Entre sem Bater
Este é um texto da série “Entre sem bater” ( ← Uma leitura, acima de tudo, “obrigatória” ). A cada texto, uma frase, citação ou similar, que nos levem a refletir. É provável que muitas destas frases sejam do conhecimento dos leitores, mas deixaremos que cada um se aproprie delas. Juvenal, não confie em nenhum “Guardião“, nem a pau, depois não venha reclamar.
Cada publicação terá reprodução, resumidamente, nas redes sociais Pinterest, Facebook, Twitter, Tumblr e, eventualmente, em outras isoladamente. Uma adaptação textual, com redução, pode ter publicação em sites e outros blogs, como o “Recanto das Letras“.
As frases com publicação aqui têm as mais diversas origens. Com toda a certeza, algumas delas estarão com autoria errada e sem autor com definição. Assim sendo, contamos com a colaboração de todos de boa vontade, para indicar as correções.
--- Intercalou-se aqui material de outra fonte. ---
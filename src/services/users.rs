//! Directory user endpoints.

use std::sync::Arc;

use crate::graph::{ApiResponse, GraphRequest, GraphTransport, RequestBody, TransportError, Verb};

/// Handle for tenant user operations.
pub struct UsersService {
    transport: Arc<dyn GraphTransport>,
}

impl UsersService {
    pub(super) fn new(transport: Arc<dyn GraphTransport>) -> Self {
        Self { transport }
    }

    /// `GET myOrganization/users`
    pub async fn list_users(&self) -> Result<ApiResponse, TransportError> {
        self.transport
            .send(GraphRequest::new(Verb::Get, "myOrganization/users"))
            .await
    }

    /// `GET myOrganization/users?$filter={filter}`
    pub async fn list_users_filtered(&self, filter: &str) -> Result<ApiResponse, TransportError> {
        self.transport
            .send(GraphRequest::new(Verb::Get, "myOrganization/users").query("$filter", filter))
            .await
    }

    /// `POST myOrganization/users`
    pub async fn create_user(&self, body: RequestBody) -> Result<ApiResponse, TransportError> {
        self.transport
            .send(GraphRequest::new(Verb::Post, "myOrganization/users").body(body))
            .await
    }
}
Na maioria dos casos, são frases provocativas e que, surpreendentemente, nos dizem muito em nosso cotidiano. Quando for uma palavra somente, traremos sua definição. Em caso de termos ou expressões peculiares, oferecemos uma versão particular. Os comentários em todas as redes sociais podem ter suas respostas em cada rede e/ou com reprodução neste Blog.
Juvenal
O Juvenal não confiava na esposa e nem no guardião do guardião. Daí veio uma história que está ficando séria nos dias atuais. Para o Juvenal as opções eram muitas, e nenhuma delas era desesperadora como nos dias de hoje. Não é possível confiar em ninguém e as pessoas nos chamam de paranoicos. Este povo ainda não entendeu da missa metade.
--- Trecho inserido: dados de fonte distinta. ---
//! Request and response types for the Graph transport seam.

use async_trait::async_trait;
use serde::{Deserialize, Serialize};
use std::fmt;
use std::str::FromStr;
use thiserror::Error;

/// Errors that can occur before a usable HTTP response is obtained.
#[derive(Debug, Error)]
pub enum TransportError {
    #[error("invalid transport configuration: {0}")]
    Config(String),

    #[error("failed to obtain access token: {0}")]
    Token(#[from] super::token::TokenError),

    #[error("request could not be sent: {0}")]
    Send(#[from] reqwest::Error),

    #[error("failed to read response body: {0}")]
    Body(String),

    #[error("invalid request: {0}")]
    InvalidRequest(String),
}

/// HTTP verb for a Graph request.
#[derive(Debug, Clone, Copy, PartialEq, Eq)]
pub enum Verb {
    Get,
    Post,
    Put,
    Patch,
    Delete,
}

impl Verb {
    pub fn as_str(&self) -> &'static str {
        match self {
            Verb::Get => "GET",
            Verb::Post => "POST",
            Verb::Put => "PUT",
            Verb::Patch => "PATCH",
            Verb::Delete => "DELETE",
        }
    }
}

impl fmt::Display for Verb {
    fn fmt(&self, f: &mut fmt::Formatter<'_>) -> fmt::Result {
        f.write_str(self.as_str())
    }
}

/// Graph API version path segment.
#[derive(Debug, Clone, Copy, Default, PartialEq, Eq, Serialize, Deserialize)]
#[serde(rename_all = "lowercase")]
pub enum ApiVersion {
    #[default]
    #[serde(rename = "v1.0")]
    V1,
    Beta,
}

impl ApiVersion {
    pub fn as_str(&self) -> &'static str {
        match self {
            ApiVersion::V1 => "v1.0",
            ApiVersion::Beta => "beta",
        }
    }
}

impl fmt::Display for ApiVersion {
    fn fmt(&self, f: &mut fmt::Formatter<'_>) -> fmt::Result {
        f.write_str(self.as_str())
    }
}

/// Error returned when parsing an unknown API version string.
#[derive(Debug, Error)]
#[error("unknown API version {0:?}, expected \"v1.0\" or \"beta\"")]
pub struct ParseVersionError(String);

impl FromStr for ApiVersion {
    type Err = ParseVersionError;

    fn from_str(s: &str) -> Result<Self, Self::Err> {
        match s {
            "v1.0" | "v1" => Ok(ApiVersion::V1),
            "beta" => Ok(ApiVersion::Beta),
            other => Err(ParseVersionError(other.to_string())),
        }
    }
}

/// A request body with an explicit content type.
#[derive(Debug, Clone, PartialEq, Eq)]
pub struct RequestBody {
    pub content_type: &'static str,
    pub content: String,
}

impl RequestBody {
    /// JSON body from an already-built value.
    pub fn json(value: &serde_json::Value) -> Self {
        Self {
            content_type: "application/json",
            content: value.to_string(),
        }
    }

    /// Plain-text body.
    pub fn text(content: impl Into<String>) -> Self {
        Self {
            content_type: "text/plain",
            content: content.into(),
        }
    }
}

/// One Graph request, relative to the client's base URL and version segment.
#[derive(Debug, Clone)]
pub struct GraphRequest {
    pub verb: Verb,
    pub path: String,
    pub query: Vec<(String, String)>,
    pub body: Option<RequestBody>,
}

impl GraphRequest {
    pub fn new(verb: Verb, path: impl Into<String>) -> Self {
        Self {
            verb,
            path: path.into(),
            query: Vec::new(),
            body: None,
        }
    }

    pub fn query(mut self, name: impl Into<String>, value: impl Into<String>) -> Self {
        self.query.push((name.into(), value.into()));
        self
    }

    pub fn body(mut self, body: RequestBody) -> Self {
        self.body = Some(body);
        self
    }
}

/// A raw HTTP response as rendered by the demo surface.
#[derive(Debug, Clone)]
pub struct ApiResponse {
    /// HTTP status code.
    pub status: u16,
    /// Final request URL.
    pub url: String,
    /// Raw response headers in delivery order.
    pub headers: Vec<(String, String)>,
    /// Raw response body text.
    pub body: String,
}

impl ApiResponse {
    pub fn is_success(&self) -> bool {
        (200..300).contains(&self.status)
    }

    /// Parses the body as JSON.
    pub fn json(&self) -> Result<serde_json::Value, serde_json::Error> {
        serde_json::from_str(&self.body)
    }

    /// Case-insensitive header lookup; returns the first match.
    pub fn header(&self, name: &str) -> Option<&str> {
        self.headers
            .iter()
            .find(|(n, _)| n.eq_ignore_ascii_case(name))
            .map(|(_, v)| v.as_str())
    }
}

/// Transport seam used by every service handle.
///
/// One `send` call issues at most one HTTP request and delivers its outcome
/// exactly once. Implementations must be shareable across snippets.
#[cfg_attr(test, mockall::automock)]
#[async_trait]
pub trait GraphTransport: Send + Sync {
    async fn send(&self, request: GraphRequest) -> Result<ApiResponse, TransportError>;
}

#[cfg(test)]
mod tests {
    use super::*;

    #[test]
    fn verb_as_str_is_uppercase() {
        assert_eq!(Verb::Get.as_str(), "GET");
        assert_eq!(Verb::Patch.as_str(), "PATCH");
        assert_eq!(Verb::Delete.to_string(), "DELETE");
    }

    #[test]
    fn api_version_parse_and_display() {
        assert_eq!("v1.0".parse::<ApiVersion>().unwrap(), ApiVersion::V1);
        assert_eq!("beta".parse::<ApiVersion>().unwrap(), ApiVersion::Beta);
        assert!("v2".parse::<ApiVersion>().is_err());
        assert_eq!(ApiVersion::V1.to_string(), "v1.0");
    }

    #[test]
    fn api_version_serde_rename() {
        let v: ApiVersion = serde_json::from_str("\"v1.0\"").unwrap();
        assert_eq!(v, ApiVersion::V1);
        assert_eq!(serde_json::to_string(&ApiVersion::Beta).unwrap(), "\"beta\"");
    }

    #[test]
    fn request_builder_accumulates_query() {
        let request = GraphRequest::new(Verb::Get, "me/messages")
            .query("$top", "10")
            .query("$skip", "20");
        assert_eq!(request.query.len(), 2);
        assert_eq!(request.query[0], ("$top".to_string(), "10".to_string()));
        assert!(request.body.is_none());
    }

    #[test]
    fn response_success_range() {
        let mut response = ApiResponse {
            status: 200,
            url: String::new(),
            headers: Vec::new(),
            body: String::new(),
        };
        assert!(response.is_success());
        response.status = 299;
        assert!(response.is_success());
        response.status = 301;
        assert!(!response.is_success());
        response.status = 404;
        assert!(!response.is_success());
        response.status = 199;
        assert!(!response.is_success());
    }

    #[test]
    fn header_lookup_is_case_insensitive() {
        let response = ApiResponse {
            status: 200,
            url: String::new(),
            headers: vec![("Content-Type".to_string(), "application/json".to_string())],
            body: String::new(),
        };
        assert_eq!(response.header("content-type"), Some("application/json"));
        assert_eq!(response.header("x-missing"), None);
    }

    #[test]
    fn json_body_sets_content_type() {
        let body = RequestBody::json(&serde_json::json!({"name": "report"}));
        assert_eq!(body.content_type, "application/json");
        assert_eq!(body.content, r#"{"name":"report"}"#);

        let text = RequestBody::text("file contents");
        assert_eq!(text.content_type, "text/plain");
    }
}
Decimus Junius Juvenalis (conhecido em inglês como Juvenal), viveu, provavelmente, entre d.C. 55 – d.C. 140 e foi um poeta romano ativo no final do primeiro e início do segundo século d.C. É autor da coleção de poemas satíricos conhecidos como Sátiras. Os detalhes da vida de Juvenal não são claros, embora referências fixem a data mais antiga de sua composição no Século II. Um estudioso da história argumenta que seu primeiro livro foi publicado em 100 ou 101. Uma referência a uma figura política data seu quinto e último livro sobrevivente em algum momento depois de 127. Juvenal escreveu pelo menos 16 poemas na forma poética de um hexâmetro dactílico. Esses poemas cobrem uma variedade de tópicos com relação direta aos romanos da sua época.
Fonte: Wikipedia (Inglês)
O Guardião
Anteriormente, usei uma espécie de paráfrase para o pensamento e frase cuja criação recai para Juvenal. A figura do guardião original teve uma substituição, necessária, para vigilantes, mas a ideia era a mesma de dois milênios atrás.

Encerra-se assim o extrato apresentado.